An interesting case of postpartum seizure and headache – A diagnostic challenge

Abstract Number: SU-66
Abstract Type: Case Report/Case Series

Hina Faisal MD1 ; Maria J Loy MD2; Norman Bolden MD3

Introduction:

Eclampsia most commonly occurs between 20 weeks of gestation and the first 48 hours postpartum. However, it may be delayed and present 3 to 4 weeks following delivery (1-2). The differential diagnosis of headache and seizure in the parturient should include post dural puncture headache (PDPH), venous sinus thrombosis, lupus cerebritis, meningitis, encephalitis and, rarely pneumocephalus (PC) from neuraxial anesthesia. Most cases of PC during epidural anesthesia have been associated with air loss of resistance (LOR) technique (3-4).

Case Presentation:

A 33-year-old G3 P2 obese parturient developed severe headache following epidural placement using saline LOR technique for labor analgesia. The epidural placement was challenging due to the patient’s size and required three attempts. Following delivery, the patient was evaluated for a positional headache and received an epidural blood patch with good relief of her headache. On the 5th postpartum day, the patient was re-admitted to the hospital complaining of severe headache, emesis, hypertensive emergency and seizures. The patient was intubated for airway protection. Head CT scan showed a small amount of air in the frontal horn of the right lateral ventricle (Figure 1). Magnetic resonance venogram (MRV) was negative for thrombus and initial laboratory data were not suggestive of eclampsia.

Discussion:

This patient’s presenting symptoms and initial studies posed a diagnostic challenge for both the obstetric and anesthesia teams. The delayed onset of the seizures following this patient’s delivery, as well as the initial negative laboratory data for preeclampsia/eclampsia encouraged the medical teams to look for a diagnosis beyond eclampsia. PC and PDPH following neuraxial anesthesia have also been associated with seizures. The Head CT and MRV of the brain showing PC initially led to PC and PDPH being placed high on the differential diagnosis as the etiology of her seizures and headache.

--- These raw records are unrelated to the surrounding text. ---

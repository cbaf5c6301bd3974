//! Mock-HTTP transport
//!
//! Replays a built curl command as a plain HTTP request against the embedded
//! mock server, then synthesizes a curl-style verbose trace so the response
//! parser sees the same shape production runs produce. Keeps hermetic runs
//! free of curl/ssh dependencies.

use std::time::{Duration, Instant};

use async_trait::async_trait;
use tracing::debug;

use testpilot_common::{Error, HttpMethod, Result};

use crate::config::Host;
use crate::curl_parse::parse_curl_command;

use super::{CommandOutput, Transport};

pub struct MockTransport {
    client: reqwest::Client,
}

impl MockTransport {
    pub fn new(_base_url: &str, timeout: Duration) -> Self {
        let client = reqwest::Client::builder()
            .timeout(timeout)
            .build()
            .unwrap_or_default();
        Self { client }
    }
}

fn to_reqwest_method(method: HttpMethod) -> reqwest::Method {
    match method {
        HttpMethod::Get => reqwest::Method::GET,
        HttpMethod::Post => reqwest::Method::POST,
        HttpMethod::Put => reqwest::Method::PUT,
        HttpMethod::Patch => reqwest::Method::PATCH,
        HttpMethod::Delete => reqwest::Method::DELETE,
    }
}

#[async_trait]
impl Transport for MockTransport {
    async fn execute(&self, command: &str, _host: &Host) -> Result<CommandOutput> {
        let parsed = parse_curl_command(command)
            .map_err(|e| Error::transport(format!("Mock transport cannot replay command: {e}")))?;
        debug!(method = %parsed.method, url = %parsed.url, "mock request");

        let started = Instant::now();
        let mut request = self
            .client
            .request(to_reqwest_method(parsed.method), &parsed.url);
        for (name, value) in &parsed.headers {
            request = request.header(name, value);
        }
        if let Some(body) = &parsed.payload {
            request = request.body(body.clone());
        }

        let response = request
            .send()
            .await
            .map_err(|e| Error::transport(format!("Mock server unreachable: {e}")))?;

        let status = response.status().as_u16();
        // Rebuild the verbose trace the parser expects
        let mut stderr = format!("< HTTP/2 {status} \r\n");
        for (name, value) in response.headers() {
            stderr.push_str(&format!(
                "< {}: {}\r\n",
                name.as_str(),
                value.to_str().unwrap_or("")
            ));
        }
        stderr.push_str("<\r\n");

        let body = response
            .text()
            .await
            .map_err(|e| Error::transport(format!("Mock response body unreadable: {e}")))?;

        Ok(CommandOutput {
            stdout: body,
            stderr,
            exit_code: 0,
            duration: started.elapsed(),
        })
    }
}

However, repeat laboratory testing revealed elevated liver enzymes and the patient subsequently developed pulmonary edema. Intravenous magnesium therapy was initiated with excellent response and eclampsia became the consensus primary diagnosis. She was discharged on hospital day 4 without complication or sequelae.

1. Am J Obstet Gynecol 2002;186:1174-7.

2. J R Soc Med. 2006 Apr; 99(4): 203–4.

3. Eur J Anaesthesiol. 1999; (6): 413-7.

4. Int J Obstet Anesth. 2006; 15 (3): 237-9.